* EXERCISE BRIEF:
Beginning with the first line, please repeat the entries exactly and end on the line that contains "preformatted strings such".

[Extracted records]
_____

//! Data models for stock summaries, details and the externally supplied analysis payloads.

use crate::normalize::RawDetail;
use serde::{Deserialize, Serialize};
use std::collections::BTreeMap;
use std::fmt;

/// A loosely typed figure. Backends send some values as numbers and others as
/// preformatted strings such as "2.7T" or "N/A".
#[derive(Debug, Clone, PartialEq, Serialize, Deserialize)]
#[serde(untagged)]
pub enum Figure {
    Number(f64),
    Text(String),
}

impl Figure {
    /// Whether the figure carries a displayable value.
    pub fn is_available(&self) -> bool {
        match self {
            Figure::Number(n) => n.is_finite(),
            Figure::Text(s) => !s.trim().is_empty() && s != "N/A",
        }
    }

    /// Numeric value, parsing text figures when possible.
    pub fn as_f64(&self) -> Option<f64> {
        match self {
            Figure::Number(n) => Some(*n),
            Figure::Text(s) => s.trim().parse().ok(),
        }
    }
}

impl fmt::Display for Figure {
    fn fmt(&self, f: &mut fmt::Formatter<'_>) -> fmt::Result {
        match self {
            Figure::Number(n) => write!(f, "{}", n),
            Figure::Text(s) => write!(f, "{}", s),
        }
    }
}

impl From<f64> for Figure {
    fn from(value: f64) -> Self {
        Figure::Number(value)
    }
}

impl From<&str> for Figure {
    fn from(value: &str) -> Self {
        Figure::Text(value.to_string())
    }
}

/// Short quote as returned by the list and search endpoints.
#[derive(Debug, Clone, PartialEq, Serialize, Deserialize)]
#[serde(rename_all = "camelCase")]
pub struct StockSummary {
    /// Ticker symbol (e.g., "AAPL")
    pub symbol: String,
    /// Company name
    pub name: String,
    /// Last traded price
    pub current_price: f64,
    /// Absolute change
    pub change: f64,
    /// Percentage change
    pub percent_change: f64,
}

/// A curated, trusted source.
#[derive(Debug, Clone, PartialEq, Serialize, Deserialize)]
pub struct ReliableSource {
    pub name: String,
    pub url: String,
    #[serde(default, skip_serializing_if = "Option::is_none")]
    pub reliability: Option<String>,
}

/// A source that was filtered out, with the reason it was flagged.
#[derive(Debug, Clone, PartialEq, Serialize, Deserialize)]
pub struct UnreliableSource {
    pub name: String,
    pub reason: String,
}

/// A news headline attached to a stock.
#[derive(Debug, Clone, PartialEq, Serialize, Deserialize)]
pub struct NewsArticle {
    pub title: String,
    pub url: String,
    pub source: String,
    pub date: String,
}

/// Complete stock detail. Always normalized: decoding goes through [`RawDetail`],
/// and encoding emits both 52-week key spellings.
#[derive(Debug, Clone, PartialEq, Serialize, Deserialize)]
#[serde(from = "RawDetail", into = "RawDetail")]
pub struct StockDetail {
    pub symbol: String,
    pub name: String,
    pub current_price: f64,
    pub change: f64,
    pub percent_change: f64,
    pub market_cap: Option<Figure>,
    pub pe_ratio: Option<Figure>,
    pub high_52_week: Option<Figure>,
    pub low_52_week: Option<Figure>,
    pub reliable_sources: Vec<ReliableSource>,
    pub unreliable_sources: Vec<UnreliableSource>,
    pub summary: String,
    pub latest_news: Vec<NewsArticle>,
    pub data_source: Option<String>,
}

impl StockDetail {
    /// The summary view of this detail.
    pub fn to_summary(&self) -> StockSummary {
        StockSummary {
            symbol: self.symbol.clone(),
            name: self.name.clone(),
            current_price: self.current_price,
            change: self.change,
            percent_change: self.percent_change,
        }
    }
}

/// Payload of the technical-analysis service.
#[derive(Debug, Clone, Default, PartialEq, Serialize, Deserialize)]
#[serde(rename_all = "camelCase")]
pub struct TechnicalReport {
    #[serde(default)]
    pub technical_analysis: Option<TechnicalSnapshot>,
    #[serde(default)]
    pub relative_strength: BTreeMap<String, RelativeStrength>,
    #[serde(default)]
    pub patterns: Vec<ChartPattern>,
}

#[derive(Debug, Clone, Default, PartialEq, Serialize, Deserialize)]
#[serde(rename_all = "camelCase")]
pub struct TechnicalSnapshot {
    #[serde(default)]
    pub trend: String,
    #[serde(default)]
    pub price: Option<Figure>,
    #[serde(default)]
    pub momentum: Option<Momentum>,
    #[serde(default)]
    pub moving_averages: Option<MovingAverages>,
    #[serde(default)]
    pub volatility: Option<Volatility>,
    #[serde(default)]
    pub volume: Option<VolumeStats>,
}

#[derive(Debug, Clone, PartialEq, Serialize, Deserialize)]
#[serde(rename_all = "camelCase")]
pub struct Momentum {
    pub rsi: f64,
    #[serde(default)]
    pub rsi_zone: Option<String>,
}

/// Price distance from each simple moving average, in percent.
#[derive(Debug, Clone, Copy, PartialEq, Serialize, Deserialize)]
pub struct MovingAverages {
    #[serde(rename = "priceVsSMA20")]
    pub price_vs_sma20: f64,
    #[serde(rename = "priceVsSMA50")]
    pub price_vs_sma50: f64,
    #[serde(rename = "priceVsSMA200")]
    pub price_vs_sma200: f64,
}

#[derive(Debug, Clone, Copy, PartialEq, Serialize, Deserialize)]
#[serde(rename_all = "camelCase")]
pub struct Volatility {
    pub atr: f64,
    pub atr_percent: f64,
}

#[derive(Debug, Clone, Copy, PartialEq, Serialize, Deserialize)]
pub struct VolumeStats {
    pub current: f64,
    #[serde(rename = "average20Day")]
    pub average_20_day: f64,
    pub ratio: f64,
}

/// Performance against the S&P 500 over one period.
#[derive(Debug, Clone, PartialEq, Serialize, Deserialize)]
pub struct RelativeStrength {
    pub stock_performance: f64,
    pub spy_performance: f64,
    pub outperforming: bool,
    pub relative_strength: f64,
    #[serde(default)]
    pub symbol: Option<String>,
}

#[derive(Debug, Clone, PartialEq, Serialize, Deserialize)]
#[serde(rename_all = "camelCase")]
pub struct ChartPattern {
    #[serde(default)]
    pub name: Option<String>,
    #[serde(default)]
    pub confidence: Option<f64>,
    #[serde(default)]
    pub price_target: Option<Figure>,
}

/// Payload of the enhanced-metrics service.
#[derive(Debug, Clone, PartialEq, Serialize, Deserialize)]
#[serde(rename_all = "camelCase")]
pub struct EnhancedMetrics {
    pub volatility: RiskMetrics,
    pub spy_correlation: Figure,
    pub market_metrics: MarketMetrics,
    pub price_levels: PriceLevels,
}

#[derive(Debug, Clone, PartialEq, Serialize, Deserialize)]
#[serde(rename_all = "camelCase")]
pub struct RiskMetrics {
    pub daily: Figure,
    pub annualized: Figure,
    pub max_drawdown: Figure,
}

#[derive(Debug, Clone, PartialEq, Serialize, Deserialize)]
#[serde(rename_all = "camelCase")]
pub struct MarketMetrics {
    pub beta: Figure,
    #[serde(rename = "forwardPE")]
    pub forward_pe: Figure,
    pub price_to_sales_ratio: Figure,
    pub price_to_book_ratio: Figure,
    #[serde(default)]
    pub dividend: Option<Dividend>,
}

#[derive(Debug, Clone, PartialEq, Serialize, Deserialize)]
#[serde(rename_all = "camelCase")]
pub struct Dividend {
    #[serde(rename = "yield")]
    pub dividend_yield: Figure,
    pub per_share: Figure,
    pub date: Figure,
    pub payout_ratio: Figure,
}

impl Dividend {
    /// Dividends are only worth showing with a real, non-zero yield.
    pub fn is_paying(&self) -> bool {
        match &self.dividend_yield {
            Figure::Text(s) => self.dividend_yield.is_available() && s != "0.00",
            Figure::Number(n) => *n != 0.0,
        }
    }
}

#[derive(Debug, Clone, PartialEq, Serialize, Deserialize)]
pub struct PriceLevels {
    pub current: Figure,
    pub support: LevelPair,
    pub resistance: LevelPair,
}

#[derive(Debug, Clone, PartialEq, Serialize, Deserialize)]
pub struct LevelPair {
    pub strong: Figure,
    pub weak: Figure,
}

/// AI-generated narrative for a stock.
#[derive(Debug, Clone, PartialEq, Serialize, Deserialize)]
pub struct AiNarrative {
    pub analysis: String,
    #[serde(default)]
    pub timestamp: Option<String>,
}

#[cfg(test)]
mod tests {
    use super::*;

    #[test]
    fn test_figure_accepts_numbers_and_text() {
        let n: Figure = serde_json::from_str("28.5").unwrap();
        let t: Figure = serde_json::from_str("\"2.7T\"").unwrap();
        assert_eq!(n, Figure::Number(28.5));
        assert_eq!(t, Figure::Text("2.7T".to_string()));
        assert_eq!(t.to_string(), "2.7T");
    }

    #[test]
    fn test_figure_availability() {
        assert!(!Figure::from("N/A").is_available());
        assert!(!Figure::from("").is_available());
        assert!(Figure::from("182.94").is_available());
        assert_eq!(Figure::from("182.94").as_f64(), Some(182.94));
    }

    #[test]
    fn test_technical_report_wire_names() {
        let json = r#"{
            "technicalAnalysis": {
                "trend": "Bullish",
                "momentum": {"rsi": 62.4, "rsiZone": "Neutral"},
                "movingAverages": {"priceVsSMA20": 1.2, "priceVsSMA50": 3.4, "priceVsSMA200": 9.9},
                "volatility": {"atr": 3.1, "atrPercent": 1.8},
                "volume": {"current": 51000000, "average20Day": 48000000, "ratio": 1.06}
            },
            "relativeStrength": {
                "21_day": {"stock_performance": 4.0, "spy_performance": 2.0, "outperforming": true, "relative_strength": 2.0}
            },
            "patterns": [{"name": "Bull Flag", "confidence": 70, "priceTarget": 190}]
        }"#;

        let report: TechnicalReport = serde_json::from_str(json).unwrap();
        let snapshot = report.technical_analysis.unwrap();
        assert_eq!(snapshot.moving_averages.unwrap().price_vs_sma200, 9.9);
        assert_eq!(snapshot.volume.unwrap().average_20_day, 48_000_000.0);
        assert!(report.relative_strength["21_day"].outperforming);
        assert_eq!(report.patterns[0].price_target, Some(Figure::Number(190.0)));
    }

    #[test]
    fn test_dividend_is_paying() {
        let dividend = Dividend {
            dividend_yield: Figure::from("0.00"),
            per_share: Figure::from("N/A"),
            date: Figure::from("N/A"),
            payout_ratio: Figure::from("N/A"),
        };
        assert!(!dividend.is_paying());
    }
}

_____

* EXERCISE RESPONSE:
//! Data models for stock summaries, details and the externally supplied analysis payloads.

use crate::normalize::RawDetail;
use serde::{Deserialize, Serialize};
use std::collections::BTreeMap;
use std::fmt;

/// A loosely typed figure. Backends send some values as numbers and others as
/// preformatted strings such as "2.7T" or "N/A".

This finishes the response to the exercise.